Got questions? This way.

FAQs and quick fixes.

For New Users
For Registered Users
For High-Volume Data Users

New Users:

Essential Information for Getting Started with BOLD

1. What kind of sequences does BOLD accept?

BOLD accepts sequences from more than 150 genetic markers including the 4 main DNA barcoding markers: COI-5P, ITS, matK, and rbcL as well as dozens of others. For a full list of markers accepted, or to inquire about adding new markers to the BOLD database, contact support@boldsystems.org.

2. Can I take advantage of the tools on BOLD without creating an account?

Many tools including the BOLD Taxonomy Browser, the BOLD ID Engine, the BIN Database, and the BOLD Public Data Portal do not require an account. The BOLD Taxonomy Browser allows users to view information about the progress of DNA barcoding for any taxon on BOLD, while the Public Data Portal and BIN database allow users to view the actual records assembled in BOLD and used in scientific publications. Finally, the BOLD ID Engine allows users to compare their sequences against the DNA barcode library to infer specimen identifications.

3. Can I create an account and put my sequence on BOLD even if I am not part of the iBOL consortium?
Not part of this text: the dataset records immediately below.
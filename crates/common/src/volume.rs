//! Volumes: N-dimensional arrays paired with the region they cover

use crate::{Result, Roi, VolumeError};
use ndarray::{ArrayD, Slice};
use std::fmt;

/// Element kind carried by a [`VolumeData`]
#[derive(Debug, Clone, Copy, PartialEq, Eq)]
pub enum DataKind {
    Labels,
    Mask,
    Intensity,
}

impl fmt::Display for DataKind {
    fn fmt(&self, f: &mut fmt::Formatter<'_>) -> fmt::Result {
        match self {
            DataKind::Labels => write!(f, "labels"),
            DataKind::Mask => write!(f, "mask"),
            DataKind::Intensity => write!(f, "intensity"),
        }
    }
}

/// Array payload of a volume
#[derive(Debug, Clone, PartialEq)]
pub enum VolumeData {
    /// Non-negative integer object labels
    Labels(ArrayD<u64>),
    /// Binary or small-integer masks
    Mask(ArrayD<u8>),
    /// Raw intensities, affinities, loss weights
    Intensity(ArrayD<f32>),
}

impl VolumeData {
    pub fn kind(&self) -> DataKind {
        match self {
            VolumeData::Labels(_) => DataKind::Labels,
            VolumeData::Mask(_) => DataKind::Mask,
            VolumeData::Intensity(_) => DataKind::Intensity,
        }
    }

    pub fn shape(&self) -> &[usize] {
        match self {
            VolumeData::Labels(a) => a.shape(),
            VolumeData::Mask(a) => a.shape(),
            VolumeData::Intensity(a) => a.shape(),
        }
    }

    pub fn ndim(&self) -> usize {
        self.shape().len()
    }

    /// Borrow the label array
    ///
    /// # Errors
    /// Returns `WrongKind` for mask or intensity data
    pub fn as_labels(&self) -> Result<&ArrayD<u64>> {
        match self {
            VolumeData::Labels(a) => Ok(a),
            other => Err(VolumeError::WrongKind {
                expected: DataKind::Labels,
                found: other.kind(),
            }),
        }
    }

    /// `true` wherever the voxel value is zero
    pub fn zero_mask(&self) -> ArrayD<bool> {
        match self {
            VolumeData::Labels(a) => a.mapv(|v| v == 0),
            VolumeData::Mask(a) => a.mapv(|v| v == 0),
            VolumeData::Intensity(a) => a.mapv(|v| v == 0.0),
        }
    }

    /// Copy out the block starting at `start` with extent `extent`
    pub fn crop(&self, start: &[usize], extent: &[usize]) -> Result<VolumeData> {
        Ok(match self {
            VolumeData::Labels(a) => VolumeData::Labels(crop_array(a, start, extent)?),
            VolumeData::Mask(a) => VolumeData::Mask(crop_array(a, start, extent)?),
            VolumeData::Intensity(a) => VolumeData::Intensity(crop_array(a, start, extent)?),
        })
    }
}

fn crop_array<T: Clone>(array: &ArrayD<T>, start: &[usize], extent: &[usize]) -> Result<ArrayD<T>> {
    for found in [start.len(), extent.len()] {
        if found != array.ndim() {
            return Err(VolumeError::DimensionMismatch {
                expected: array.ndim(),
                found,
            });
        }
    }
    for (axis, &len) in array.shape().iter().enumerate() {
        let end = start[axis] + extent[axis];
        if end > len {
            return Err(VolumeError::CropOutOfBounds { axis, end, len });
        }
    }

    let view = array.slice_each_axis(|ax| {
        let i = ax.axis.index();
        Slice::from(start[i]..start[i] + extent[i])
    });
    Ok(view.to_owned())
}

/// A volume: array data over a region of interest
///
/// The ROI describes the trailing (spatial) axes of the data. Leading axes
/// beyond the ROI's dimensionality are channels, e.g. the two passes of a
/// MALIS component volume or the three directions of an affinity volume.
#[derive(Debug, Clone, PartialEq)]
pub struct Volume {
    pub data: VolumeData,
    pub roi: Roi,
}

impl Volume {
    pub fn new(data: VolumeData, roi: Roi) -> Self {
        Self { data, roi }
    }

    /// Number of leading channel axes not covered by the ROI
    pub fn channel_dims(&self) -> usize {
        self.data.ndim().saturating_sub(self.roi.dims())
    }

    /// Extract the sub-volume covering `roi`, keeping all channels
    ///
    /// # Errors
    /// Returns an error if `roi` has a different dimensionality or is not
    /// contained in this volume's ROI
    pub fn crop(&self, roi: &Roi) -> Result<Volume> {
        if roi.dims() != self.roi.dims() || self.data.ndim() < self.roi.dims() {
            return Err(VolumeError::DimensionMismatch {
                expected: self.roi.dims(),
                found: roi.dims(),
            });
        }
        if !self.roi.contains(roi) {
            return Err(VolumeError::RoiNotContained {
                requested: roi.clone(),
                available: self.roi.clone(),
            });
        }

        let channels = self.channel_dims();
        let mut start = vec![0usize; channels];
        let mut extent = self.data.shape()[..channels].to_vec();
        for d in 0..roi.dims() {
            start.push((roi.offset()[d] - self.roi.offset()[d]) as usize);
            extent.push(roi.shape()[d]);
        }

        Ok(Volume::new(self.data.crop(&start, &extent)?, roi.clone()))
    }
}
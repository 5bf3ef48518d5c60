//! Linear pipeline driver

use crate::error::{PipelineError, Result};
use crate::{Batch, BatchFilter, BatchProvider, BatchRequest, ProviderSpec};
use tracing::{debug, info};

/// A source followed by a chain of filters, most upstream first
pub struct Pipeline {
    source: Box<dyn BatchProvider>,
    filters: Vec<Box<dyn BatchFilter>>,
    built: bool,
}

impl Pipeline {
    pub fn new(source: impl BatchProvider + 'static) -> Self {
        Self {
            source: Box::new(source),
            filters: Vec::with_capacity(4),
            built: false,
        }
    }

    /// Append a filter downstream of everything added so far
    pub fn with_filter(mut self, filter: impl BatchFilter + 'static) -> Self {
        self.filters.push(Box::new(filter));
        self.built = false;
        self
    }

    /// Run setup on every node, upstream to downstream
    pub fn build(&mut self) -> Result<()> {
        info!(
            "Building pipeline: {} source + {} filter(s)",
            self.source.name(),
            self.filters.len()
        );
        self.source.setup()?;

        for i in 0..self.filters.len() {
            let (upstream, rest) = self.filters.split_at_mut(i);
            let upstream_spec = match upstream.last() {
                Some(filter) => filter.spec(),
                None => self.source.spec(),
            };
            let filter = &mut rest[0];
            filter.setup(upstream_spec)?;
            debug!(
                "{} declares {:?}",
                filter.name(),
                filter.spec().volume_types()
            );
        }

        self.built = true;
        Ok(())
    }

    /// Spec of the most downstream node
    pub fn spec(&self) -> &ProviderSpec {
        match self.filters.last() {
            Some(filter) => filter.spec(),
            None => self.source.spec(),
        }
    }

    /// Request one batch from the end of the chain
    pub fn request_batch(&self, request: &BatchRequest) -> Result<Batch> {
        if !self.built {
            return Err(PipelineError::NotBuilt);
        }
        let spec = self.spec();
        if let Some(&missing) = request.volumes.keys().find(|t| !spec.contains(**t)) {
            return Err(PipelineError::UnsupportedVolume(missing));
        }

        self.provide_at(self.filters.len(), request)
    }

    /// Serve `request` from the node `depth` filters above the source
    fn provide_at(&self, depth: usize, request: &BatchRequest) -> Result<Batch> {
        if depth == 0 {
            return self.source.provide(request);
        }

        let filter = &self.filters[depth - 1];
        let mut upstream_request = request.clone();
        let preparation = filter.prepare(&mut upstream_request)?;

        let mut batch = self.provide_at(depth - 1, &upstream_request)?;
        filter.process(&mut batch, request, preparation)?;
        Ok(batch)
    }
}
Being a member of iBOL is not a pre-requisite for using BOLD Systems. BOLD Systems is an open access DNA barcoding workbench and anyone is welcome to use it to store and analyze data. All BOLD users have access to the same tools and resources whether they are part of iBOL or not.

4. Can I request access to private data?

BOLD adheres to stringent security policies to ensure the privacy of its users. However, one of the goals of BOLD is to promote data sharing and collaboration. As such, you may request access to private data from BOLD by sending a message to support@boldsystems.org, and our support staff will contact the owner on your behalf. It is beneficial to include a description of what the data will be used for, as it will help data owners in their decision-making process.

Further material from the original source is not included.